_Problem description_
The entries below are to be written out again without alteration.

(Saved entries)

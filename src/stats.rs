// 📊 Statistics Aggregator - counts and peso totals over the ledger view
//
// Every reporting surface (dashboard, violations report, payment summary)
// calls `aggregate` instead of running its own query, so the numbers they
// show can never disagree. The scan uses the same join and the same derived
// status as the violation listings.

use crate::error::{LedgerError, Result};
use crate::ids::{EntityKind, Identifier};
use crate::money::Amount;
use crate::payments::{PaymentStatus, STATUS_SQL};
use crate::violations::{LEDGER_JOIN, LIVE_IN_SCOPE};
use rusqlite::{params, Connection};
use serde::{Deserialize, Serialize};
use tracing::debug;

const MONTH_NAMES: [&str; 12] = [
    "Jan", "Feb", "Mar", "Apr", "May", "Jun", "Jul", "Aug", "Sep", "Oct", "Nov", "Dec",
];

/// Which violations a query covers
#[derive(Debug, Clone, Copy, Default, PartialEq, Eq, Serialize, Deserialize)]
pub enum Scope {
    #[default]
    All,
    Resident(Identifier),
}

impl Scope {
    /// The resident to bind as `?1` in `LIVE_IN_SCOPE`, or `None` for all
    pub fn resident(&self) -> Result<Option<Identifier>> {
        match self {
            Scope::All => Ok(None),
            Scope::Resident(id) => Ok(Some(id.expect(EntityKind::Resident)?)),
        }
    }
}

#[derive(Debug, Clone, Copy, Default, PartialEq, Eq, Serialize, Deserialize)]
pub struct Aggregate {
    pub total: u64,
    pub paid_count: u64,
    pub unpaid_count: u64,
    pub revenue_collected: Amount,
    pub revenue_pending: Amount,
}

impl Aggregate {
    /// Sum of every fine in scope, paid or not
    pub fn total_possible(&self) -> Amount {
        self.revenue_collected + self.revenue_pending
    }

    /// Count one violation. Fails without changing anything if the grand
    /// total would overflow; each half is then bounded by it as well.
    fn add(&mut self, fine: Amount, status: PaymentStatus) -> Result<()> {
        self.total_possible()
            .checked_add(fine)
            .ok_or(LedgerError::Overflow { what: "revenue total" })?;

        self.total += 1;
        if status.is_paid() {
            self.paid_count += 1;
            self.revenue_collected += fine;
        } else {
            self.unpaid_count += 1;
            self.revenue_pending += fine;
        }
        Ok(())
    }
}

#[derive(Debug, Clone, Copy, PartialEq, Eq, Serialize)]
pub struct MonthCount {
    /// 1 = January
    pub month: u32,
    pub label: &'static str,
    pub count: u64,
}

/// Violations per calendar month; always exactly twelve entries, Jan..Dec
#[derive(Debug, Clone, PartialEq, Eq, Serialize)]
pub struct MonthlyBreakdown {
    pub year: i32,
    pub months: Vec<MonthCount>,
}

impl MonthlyBreakdown {
    fn zeroed(year: i32) -> Self {
        let months = MONTH_NAMES
            .iter()
            .zip(1u32..)
            .map(|(&label, month)| MonthCount {
                month,
                label,
                count: 0,
            })
            .collect();
        MonthlyBreakdown { year, months }
    }

    pub fn count(&self, month: u32) -> u64 {
        self.months
            .iter()
            .find(|m| m.month == month)
            .map_or(0, |m| m.count)
    }

    pub fn total(&self) -> u64 {
        self.months.iter().map(|m| m.count).sum()
    }
}

// ============================================================================
// OPERATIONS
// ============================================================================

pub fn aggregate(conn: &Connection, scope: &Scope) -> Result<Aggregate> {
    let resident = scope.resident()?;
    let sql = format!(
        "SELECT vt.FineAmount, {STATUS_SQL}
         {LEDGER_JOIN}
         {LIVE_IN_SCOPE}"
    );

    let mut stmt = conn.prepare(&sql)?;
    let mut rows = stmt.query([resident])?;

    let mut agg = Aggregate::default();
    while let Some(row) = rows.next()? {
        agg.add(row.get(0)?, row.get(1)?)?;
    }

    debug!(?scope, total = agg.total, paid = agg.paid_count, "aggregate computed");
    Ok(agg)
}

pub fn monthly_breakdown(conn: &Connection, scope: &Scope, year: i32) -> Result<MonthlyBreakdown> {
    let resident = scope.resident()?;
    let sql = format!(
        "SELECT CAST(strftime('%m', v.ViolationDate) AS INTEGER), COUNT(*)
         {LEDGER_JOIN}
         {LIVE_IN_SCOPE}
           AND strftime('%Y', v.ViolationDate) = ?2
         GROUP BY 1"
    );

    let mut breakdown = MonthlyBreakdown::zeroed(year);

    let mut stmt = conn.prepare(&sql)?;
    let rows = stmt.query_map(params![resident, format!("{year:04}")], |row| {
        Ok((row.get::<_, Option<u32>>(0)?, row.get::<_, i64>(1)?))
    })?;

    for row in rows {
        let (month, count) = row?;
        // unparseable dates give NULL and are skipped
        let Some(month) = month else { continue };
        if let Some(slot) = breakdown.months.iter_mut().find(|m| m.month == month) {
            slot.count = u64::try_from(count).unwrap_or(0);
        }
    }

    Ok(breakdown)
}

_Result_
filename src/stats.rs
// 📊 Statistics Aggregator - counts and peso totals over the ledger view
//
// Every reporting surface (dashboard, violations report, payment summary)
// calls `aggregate` instead of running its own query, so the numbers they
// show can never disagree. The scan uses the same join and the same derived
// status as the violation listings.

use crate::error::{LedgerError, Result};
use crate::ids::{EntityKind, Identifier};
use crate::money::Amount;
use crate::payments::{PaymentStatus, STATUS_SQL};
use crate::violations::{LEDGER_JOIN, LIVE_IN_SCOPE};
use rusqlite::{params, Connection};
use serde::{Deserialize, Serialize};
use tracing::debug;

const MONTH_NAMES: [&str; 12] = [
    "Jan", "Feb", "Mar", "Apr", "May", "Jun", "Jul", "Aug", "Sep", "Oct", "Nov", "Dec",
];

/// Which violations a query covers
#[derive(Debug, Clone, Copy, Default, PartialEq, Eq, Serialize, Deserialize)]
pub enum Scope {
    #[default]
    All,
    Resident(Identifier),
}

impl Scope {
    /// The resident to bind as `?1` in `LIVE_IN_SCOPE`, or `None` for all
    pub fn resident(&self) -> Result<Option<Identifier>> {
        match self {
            Scope::All => Ok(None),
            Scope::Resident(id) => Ok(Some(id.expect(EntityKind::Resident)?)),
        }
    }
}

#[derive(Debug, Clone, Copy, Default, PartialEq, Eq, Serialize, Deserialize)]
pub struct Aggregate {
    pub total: u64,
    pub paid_count: u64,
    pub unpaid_count: u64,
    pub revenue_collected: Amount,
    pub revenue_pending: Amount,
}

impl Aggregate {
    /// Sum of every fine in scope, paid or not
    pub fn total_possible(&self) -> Amount {
        self.revenue_collected + self.revenue_pending
    }

    /// Count one violation. Fails without changing anything if the grand
    /// total would overflow; each half is then bounded by it as well.
    fn add(&mut self, fine: Amount, status: PaymentStatus) -> Result<()> {
        self.total_possible()
            .checked_add(fine)
            .ok_or(LedgerError::Overflow { what: "revenue total" })?;

        self.total += 1;
        if status.is_paid() {
            self.paid_count += 1;
            self.revenue_collected += fine;
        } else {
            self.unpaid_count += 1;
            self.revenue_pending += fine;
        }
        Ok(())
    }
}

#[derive(Debug, Clone, Copy, PartialEq, Eq, Serialize)]
pub struct MonthCount {
    /// 1 = January
    pub month: u32,
    pub label: &'static str,
    pub count: u64,
}

/// Violations per calendar month; always exactly twelve entries, Jan..Dec
#[derive(Debug, Clone, PartialEq, Eq, Serialize)]
pub struct MonthlyBreakdown {
    pub year: i32,
    pub months: Vec<MonthCount>,
}

impl MonthlyBreakdown {
    fn zeroed(year: i32) -> Self {
        let months = MONTH_NAMES
            .iter()
            .zip(1u32..)
            .map(|(&label, month)| MonthCount {
                month,
                label,
                count: 0,
            })
            .collect();
        MonthlyBreakdown { year, months }
    }

    pub fn count(&self, month: u32) -> u64 {
        self.months
            .iter()
            .find(|m| m.month == month)
            .map_or(0, |m| m.count)
    }

    pub fn total(&self) -> u64 {
        self.months.iter().map(|m| m.count).sum()
    }
}

// ============================================================================
// OPERATIONS
// ============================================================================

pub fn aggregate(conn: &Connection, scope: &Scope) -> Result<Aggregate> {
    let resident = scope.resident()?;
    let sql = format!(
        "SELECT vt.FineAmount, {STATUS_SQL}
         {LEDGER_JOIN}
         {LIVE_IN_SCOPE}"
    );

    let mut stmt = conn.prepare(&sql)?;
    let mut rows = stmt.query([resident])?;

    let mut agg = Aggregate::default();
    while let Some(row) = rows.next()? {
        agg.add(row.get(0)?, row.get(1)?)?;
    }

    debug!(?scope, total = agg.total, paid = agg.paid_count, "aggregate computed");
    Ok(agg)
}

pub fn monthly_breakdown(conn: &Connection, scope: &Scope, year: i32) -> Result<MonthlyBreakdown> {
    let resident = scope.resident()?;
    let sql = format!(
        "SELECT CAST(strftime('%m', v.ViolationDate) AS INTEGER), COUNT(*)
         {LEDGER_JOIN}
         {LIVE_IN_SCOPE}
           AND strftime('%Y', v.ViolationDate) = ?2
         GROUP BY 1"
    );

    let mut breakdown = MonthlyBreakdown::zeroed(year);

    let mut stmt = conn.prepare(&sql)?;
    let rows = stmt.query_map(params![resident, format!("{year:04}")], |row| {
        Ok((row.get::<_, Option<u32>>(0)?, row.get::<_, i64>(1)?))
    })?;

    for row in rows {
        let (month, count) = row?;
        // unparseable dates give NULL and are skipped
        let Some(month) = month else { continue };
        if let Some(slot) = breakdown.months.iter_mut().find(|m| m.month == month) {
            slot.count = u64::try_from(count).unwrap_or(0);
        }
    }

    Ok(breakdown)
}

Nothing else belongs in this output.